-- Activity --
Below are records; transcribe each one exactly.

-- Exercise data --
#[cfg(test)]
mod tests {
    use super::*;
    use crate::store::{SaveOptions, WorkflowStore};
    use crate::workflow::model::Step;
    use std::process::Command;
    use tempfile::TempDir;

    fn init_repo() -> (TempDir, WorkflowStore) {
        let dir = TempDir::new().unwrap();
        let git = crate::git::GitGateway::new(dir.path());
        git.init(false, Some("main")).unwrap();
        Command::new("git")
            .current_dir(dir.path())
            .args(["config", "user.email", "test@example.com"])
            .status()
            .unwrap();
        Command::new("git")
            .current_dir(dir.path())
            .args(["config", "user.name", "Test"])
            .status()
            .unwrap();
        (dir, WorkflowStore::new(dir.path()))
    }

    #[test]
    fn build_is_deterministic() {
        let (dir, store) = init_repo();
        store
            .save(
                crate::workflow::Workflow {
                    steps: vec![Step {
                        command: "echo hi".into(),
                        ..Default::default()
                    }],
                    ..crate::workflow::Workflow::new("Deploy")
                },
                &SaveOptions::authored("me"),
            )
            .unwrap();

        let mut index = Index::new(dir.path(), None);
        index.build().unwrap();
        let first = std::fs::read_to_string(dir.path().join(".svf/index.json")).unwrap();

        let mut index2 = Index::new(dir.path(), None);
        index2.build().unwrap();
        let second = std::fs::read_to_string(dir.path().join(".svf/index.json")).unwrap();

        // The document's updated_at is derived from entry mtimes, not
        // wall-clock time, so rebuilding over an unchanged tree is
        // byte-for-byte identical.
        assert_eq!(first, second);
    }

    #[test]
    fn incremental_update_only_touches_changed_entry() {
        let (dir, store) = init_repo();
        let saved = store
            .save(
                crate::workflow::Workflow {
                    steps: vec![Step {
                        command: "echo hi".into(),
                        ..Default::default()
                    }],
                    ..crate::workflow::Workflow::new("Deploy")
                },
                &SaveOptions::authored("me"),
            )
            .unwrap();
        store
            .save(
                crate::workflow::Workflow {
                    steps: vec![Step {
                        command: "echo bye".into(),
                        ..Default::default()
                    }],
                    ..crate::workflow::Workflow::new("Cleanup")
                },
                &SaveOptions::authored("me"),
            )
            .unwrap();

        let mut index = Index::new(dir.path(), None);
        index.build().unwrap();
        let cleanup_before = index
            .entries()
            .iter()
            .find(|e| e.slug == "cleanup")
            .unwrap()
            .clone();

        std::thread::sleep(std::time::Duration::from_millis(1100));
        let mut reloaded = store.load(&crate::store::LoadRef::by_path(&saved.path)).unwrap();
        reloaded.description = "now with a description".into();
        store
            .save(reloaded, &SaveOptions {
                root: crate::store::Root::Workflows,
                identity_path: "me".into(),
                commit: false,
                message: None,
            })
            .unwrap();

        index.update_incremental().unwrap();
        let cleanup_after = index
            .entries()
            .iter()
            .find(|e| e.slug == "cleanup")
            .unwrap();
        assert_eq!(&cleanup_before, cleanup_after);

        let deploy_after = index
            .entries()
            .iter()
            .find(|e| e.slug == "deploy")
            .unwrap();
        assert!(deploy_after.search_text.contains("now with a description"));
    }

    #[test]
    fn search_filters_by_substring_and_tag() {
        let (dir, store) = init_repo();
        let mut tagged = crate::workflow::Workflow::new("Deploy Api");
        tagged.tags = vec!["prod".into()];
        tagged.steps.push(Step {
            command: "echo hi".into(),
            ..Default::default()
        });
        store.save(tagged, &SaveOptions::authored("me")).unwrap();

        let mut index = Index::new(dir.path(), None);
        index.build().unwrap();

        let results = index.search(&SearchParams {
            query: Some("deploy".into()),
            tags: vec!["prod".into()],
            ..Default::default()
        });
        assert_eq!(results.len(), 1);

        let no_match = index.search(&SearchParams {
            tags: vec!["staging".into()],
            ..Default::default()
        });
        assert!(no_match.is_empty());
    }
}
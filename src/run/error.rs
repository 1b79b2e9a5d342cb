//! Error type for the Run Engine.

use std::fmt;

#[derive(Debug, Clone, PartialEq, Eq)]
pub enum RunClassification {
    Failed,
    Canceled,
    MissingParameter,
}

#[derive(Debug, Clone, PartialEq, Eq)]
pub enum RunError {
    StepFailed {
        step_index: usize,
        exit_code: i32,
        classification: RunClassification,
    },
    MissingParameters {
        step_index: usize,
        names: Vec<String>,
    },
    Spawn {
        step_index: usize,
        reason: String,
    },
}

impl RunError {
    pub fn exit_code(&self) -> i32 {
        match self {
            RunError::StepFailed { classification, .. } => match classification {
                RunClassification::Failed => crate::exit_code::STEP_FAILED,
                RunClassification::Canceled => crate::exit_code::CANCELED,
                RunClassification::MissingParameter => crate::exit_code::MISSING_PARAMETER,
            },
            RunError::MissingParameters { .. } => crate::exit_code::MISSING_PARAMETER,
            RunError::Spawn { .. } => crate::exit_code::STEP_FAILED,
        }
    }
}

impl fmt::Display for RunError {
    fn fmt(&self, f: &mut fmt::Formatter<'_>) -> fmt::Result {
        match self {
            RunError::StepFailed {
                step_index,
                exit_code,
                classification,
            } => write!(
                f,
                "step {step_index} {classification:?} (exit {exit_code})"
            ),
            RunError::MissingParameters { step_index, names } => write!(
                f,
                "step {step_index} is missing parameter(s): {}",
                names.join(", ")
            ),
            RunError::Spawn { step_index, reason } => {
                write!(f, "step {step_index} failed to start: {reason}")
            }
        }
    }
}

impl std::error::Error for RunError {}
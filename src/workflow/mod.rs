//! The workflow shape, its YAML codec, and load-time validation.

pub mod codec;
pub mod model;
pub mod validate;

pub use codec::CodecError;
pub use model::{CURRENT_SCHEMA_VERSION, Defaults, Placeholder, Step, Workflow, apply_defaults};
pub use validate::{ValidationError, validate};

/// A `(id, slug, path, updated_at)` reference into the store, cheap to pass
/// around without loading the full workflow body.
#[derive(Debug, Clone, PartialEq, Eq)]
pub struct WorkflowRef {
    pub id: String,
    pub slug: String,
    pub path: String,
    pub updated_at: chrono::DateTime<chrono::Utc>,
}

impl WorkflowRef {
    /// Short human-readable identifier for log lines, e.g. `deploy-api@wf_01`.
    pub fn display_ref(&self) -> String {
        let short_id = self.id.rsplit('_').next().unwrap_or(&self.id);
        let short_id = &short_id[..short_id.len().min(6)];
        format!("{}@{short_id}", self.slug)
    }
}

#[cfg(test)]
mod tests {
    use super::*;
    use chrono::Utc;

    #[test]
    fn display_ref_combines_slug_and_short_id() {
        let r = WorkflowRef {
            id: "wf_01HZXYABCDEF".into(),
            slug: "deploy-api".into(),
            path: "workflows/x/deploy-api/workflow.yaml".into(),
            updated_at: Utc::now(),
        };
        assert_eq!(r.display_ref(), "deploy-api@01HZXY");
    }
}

-- Finished task --
#[cfg(test)]
mod tests {
    use super::*;
    use crate::store::{SaveOptions, WorkflowStore};
    use crate::workflow::model::Step;
    use std::process::Command;
    use tempfile::TempDir;

    fn init_repo() -> (TempDir, WorkflowStore) {
        let dir = TempDir::new().unwrap();
        let git = crate::git::GitGateway::new(dir.path());
        git.init(false, Some("main")).unwrap();
        Command::new("git")
            .current_dir(dir.path())
            .args(["config", "user.email", "test@example.com"])
            .status()
            .unwrap();
        Command::new("git")
            .current_dir(dir.path())
            .args(["config", "user.name", "Test"])
            .status()
            .unwrap();
        (dir, WorkflowStore::new(dir.path()))
    }

    #[test]
    fn build_is_deterministic() {
        let (dir, store) = init_repo();
        store
            .save(
                crate::workflow::Workflow {
                    steps: vec![Step {
                        command: "echo hi".into(),
                        ..Default::default()
                    }],
                    ..crate::workflow::Workflow::new("Deploy")
                },
                &SaveOptions::authored("me"),
            )
            .unwrap();

        let mut index = Index::new(dir.path(), None);
        index.build().unwrap();
        let first = std::fs::read_to_string(dir.path().join(".svf/index.json")).unwrap();

        let mut index2 = Index::new(dir.path(), None);
        index2.build().unwrap();
        let second = std::fs::read_to_string(dir.path().join(".svf/index.json")).unwrap();

        // The document's updated_at is derived from entry mtimes, not
        // wall-clock time, so rebuilding over an unchanged tree is
        // byte-for-byte identical.
        assert_eq!(first, second);
    }

    #[test]
    fn incremental_update_only_touches_changed_entry() {
        let (dir, store) = init_repo();
        let saved = store
            .save(
                crate::workflow::Workflow {
                    steps: vec![Step {
                        command: "echo hi".into(),
                        ..Default::default()
                    }],
                    ..crate::workflow::Workflow::new("Deploy")
                },
                &SaveOptions::authored("me"),
            )
            .unwrap();
        store
            .save(
                crate::workflow::Workflow {
                    steps: vec![Step {
                        command: "echo bye".into(),
                        ..Default::default()
                    }],
                    ..crate::workflow::Workflow::new("Cleanup")
                },
                &SaveOptions::authored("me"),
            )
            .unwrap();

        let mut index = Index::new(dir.path(), None);
        index.build().unwrap();
        let cleanup_before = index
            .entries()
            .iter()
            .find(|e| e.slug == "cleanup")
            .unwrap()
            .clone();

        std::thread::sleep(std::time::Duration::from_millis(1100));
        let mut reloaded = store.load(&crate::store::LoadRef::by_path(&saved.path)).unwrap();
        reloaded.description = "now with a description".into();
        store
            .save(reloaded, &SaveOptions {
                root: crate::store::Root::Workflows,
                identity_path: "me".into(),
                commit: false,
                message: None,
            })
            .unwrap();

        index.update_incremental().unwrap();
        let cleanup_after = index
            .entries()
            .iter()
            .find(|e| e.slug == "cleanup")
            .unwrap();
        assert_eq!(&cleanup_before, cleanup_after);

        let deploy_after = index
            .entries()
            .iter()
            .find(|e| e.slug == "deploy")
            .unwrap();
        assert!(deploy_after.search_text.contains("now with a description"));
    }

    #[test]
    fn search_filters_by_substring_and_tag() {
        let (dir, store) = init_repo();
        let mut tagged = crate::workflow::Workflow::new("Deploy Api");
        tagged.tags = vec!["prod".into()];
        tagged.steps.push(Step {
            command: "echo hi".into(),
            ..Default::default()
        });
        store.save(tagged, &SaveOptions::authored("me")).unwrap();

        let mut index = Index::new(dir.path(), None);
        index.build().unwrap();

        let results = index.search(&SearchParams {
            query: Some("deploy".into()),
            tags: vec!["prod".into()],
            ..Default::default()
        });
        assert_eq!(results.len(), 1);

        let no_match = index.search(&SearchParams {
            tags: vec!["staging".into()],
            ..Default::default()
        });
        assert!(no_match.is_empty());
    }
}
filename src/run/error.rs
repository 1b79b2e9a5d342cb
//! Error type for the Run Engine.

use std::fmt;

#[derive(Debug, Clone, PartialEq, Eq)]
pub enum RunClassification {
    Failed,
    Canceled,
    MissingParameter,
}

#[derive(Debug, Clone, PartialEq, Eq)]
pub enum RunError {
    StepFailed {
        step_index: usize,
        exit_code: i32,
        classification: RunClassification,
    },
    MissingParameters {
        step_index: usize,
        names: Vec<String>,
    },
    Spawn {
        step_index: usize,
        reason: String,
    },
}

impl RunError {
    pub fn exit_code(&self) -> i32 {
        match self {
            RunError::StepFailed { classification, .. } => match classification {
                RunClassification::Failed => crate::exit_code::STEP_FAILED,
                RunClassification::Canceled => crate::exit_code::CANCELED,
                RunClassification::MissingParameter => crate::exit_code::MISSING_PARAMETER,
            },
            RunError::MissingParameters { .. } => crate::exit_code::MISSING_PARAMETER,
            RunError::Spawn { .. } => crate::exit_code::STEP_FAILED,
        }
    }
}

impl fmt::Display for RunError {
    fn fmt(&self, f: &mut fmt::Formatter<'_>) -> fmt::Result {
        match self {
            RunError::StepFailed {
                step_index,
                exit_code,
                classification,
            } => write!(
                f,
                "step {step_index} {classification:?} (exit {exit_code})"
            ),
            RunError::MissingParameters { step_index, names } => write!(
                f,
                "step {step_index} is missing parameter(s): {}",
                names.join(", ")
            ),
            RunError::Spawn { step_index, reason } => {
                write!(f, "step {step_index} failed to start: {reason}")
            }
        }
    }
}

impl std::error::Error for RunError {}
filename src/workflow/mod.rs
//! The workflow shape, its YAML codec, and load-time validation.

pub mod codec;
pub mod model;
pub mod validate;

pub use codec::CodecError;
pub use model::{CURRENT_SCHEMA_VERSION, Defaults, Placeholder, Step, Workflow, apply_defaults};
pub use validate::{ValidationError, validate};

/// A `(id, slug, path, updated_at)` reference into the store, cheap to pass
/// around without loading the full workflow body.
#[derive(Debug, Clone, PartialEq, Eq)]
pub struct WorkflowRef {
    pub id: String,
    pub slug: String,
    pub path: String,
    pub updated_at: chrono::DateTime<chrono::Utc>,
}

impl WorkflowRef {
    /// Short human-readable identifier for log lines, e.g. `deploy-api@wf_01`.
    pub fn display_ref(&self) -> String {
        let short_id = self.id.rsplit('_').next().unwrap_or(&self.id);
        let short_id = &short_id[..short_id.len().min(6)];
        format!("{}@{short_id}", self.slug)
    }
}

#[cfg(test)]
mod tests {
    use super::*;
    use chrono::Utc;

    #[test]
    fn display_ref_combines_slug_and_short_id() {
        let r = WorkflowRef {
            id: "wf_01HZXYABCDEF".into(),
            slug: "deploy-api".into(),
            path: "workflows/x/deploy-api/workflow.yaml".into(),
            updated_at: Utc::now(),
        };
        assert_eq!(r.display_ref(), "deploy-api@01HZXY");
    }
}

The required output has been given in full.